▶ **Exercise objective**:
Print the data exactly as it appears, keeping every word.

Dataset entries
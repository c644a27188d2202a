//! Signup form
//!
//! Submitting clears the fields so the next user can be typed in straight
//! away. Mounted as an emitter, the submitted user is routed to the shell.

use capsule_core::{Cmd, Html, Program, Sub};
use std::fmt;

/// A registered user.
#[derive(Debug, Clone, PartialEq, Eq)]
pub struct User {
    /// Display name
    pub name: String,
    /// Age in years
    pub age: u32,
}

impl fmt::Display for User {
    fn fmt(&self, f: &mut fmt::Formatter<'_>) -> fmt::Result {
        write!(f, "{} ({})", self.name, self.age)
    }
}

/// Raw form fields.
#[derive(Debug, Clone, Default)]
pub struct Form {
    name: String,
    age: String,
}

/// Form messages.
#[derive(Debug, Clone)]
pub enum Msg {
    /// Name field changed
    Name(String),
    /// Age field changed
    Age(String),
    /// Register the user
    Submit(User),
}

/// Router picking the submitted user out of the form's messages.
pub fn submitted(msg: &Msg) -> Option<User> {
    match msg {
        Msg::Submit(user) => Some(user.clone()),
        _ => None,
    }
}

/// Empty signup form.
pub fn program() -> Program<(), Form, Msg> {
    Program::element(
        |()| (Form::default(), Cmd::none()),
        |msg, form| match msg {
            Msg::Name(name) => (Form { name, ..form }, Cmd::none()),
            Msg::Age(age) => (Form { age, ..form }, Cmd::none()),
            Msg::Submit(_) => (Form::default(), Cmd::none()),
        },
        view,
        |_| Sub::none(),
    )
}

fn view(form: &Form) -> Html<Msg> {
    let user = User {
        name: form.name.trim().to_string(),
        age: form.age.trim().parse().unwrap_or(0),
    };
    let mut submit = Html::element("button").id("submit").child(Html::text("Sign up"));
    if !user.name.is_empty() {
        submit = submit.on_click(Msg::Submit(user));
    }
    Html::element("form")
        .child(
            Html::element("input")
                .id("name")
                .attr("placeholder", "name")
                .attr("value", form.name.clone())
                .on_input(Msg::Name),
        )
        .child(
            Html::element("input")
                .id("age")
                .attr("placeholder", "age")
                .attr("value", form.age.clone())
                .on_input(Msg::Age),
        )
        .child(submit)
        .into()
}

▶ **Answer to the problem**:
repository c644a27188d2202a
//! Signup form
//!
//! Submitting clears the fields so the next user can be typed in straight
//! away. Mounted as an emitter, the submitted user is routed to the shell.

use capsule_core::{Cmd, Html, Program, Sub};
use std::fmt;

/// A registered user.
#[derive(Debug, Clone, PartialEq, Eq)]
pub struct User {
    /// Display name
    pub name: String,
    /// Age in years
    pub age: u32,
}

impl fmt::Display for User {
    fn fmt(&self, f: &mut fmt::Formatter<'_>) -> fmt::Result {
        write!(f, "{} ({})", self.name, self.age)
    }
}

/// Raw form fields.
#[derive(Debug, Clone, Default)]
pub struct Form {
    name: String,
    age: String,
}

/// Form messages.
#[derive(Debug, Clone)]
pub enum Msg {
    /// Name field changed
    Name(String),
    /// Age field changed
    Age(String),
    /// Register the user
    Submit(User),
}

/// Router picking the submitted user out of the form's messages.
pub fn submitted(msg: &Msg) -> Option<User> {
    match msg {
        Msg::Submit(user) => Some(user.clone()),
        _ => None,
    }
}

/// Empty signup form.
pub fn program() -> Program<(), Form, Msg> {
    Program::element(
        |()| (Form::default(), Cmd::none()),
        |msg, form| match msg {
            Msg::Name(name) => (Form { name, ..form }, Cmd::none()),
            Msg::Age(age) => (Form { age, ..form }, Cmd::none()),
            Msg::Submit(_) => (Form::default(), Cmd::none()),
        },
        view,
        |_| Sub::none(),
    )
}

fn view(form: &Form) -> Html<Msg> {
    let user = User {
        name: form.name.trim().to_string(),
        age: form.age.trim().parse().unwrap_or(0),
    };
    let mut submit = Html::element("button").id("submit").child(Html::text("Sign up"));
    if !user.name.is_empty() {
        submit = submit.on_click(Msg::Submit(user));
    }
    Html::element("form")
        .child(
            Html::element("input")
                .id("name")
                .attr("placeholder", "name")
                .attr("value", form.name.clone())
                .on_input(Msg::Name),
        )
        .child(
            Html::element("input")
                .id("age")
                .attr("placeholder", "age")
                .attr("value", form.age.clone())
                .on_input(Msg::Age),
        )
        .child(submit)
        .into()
}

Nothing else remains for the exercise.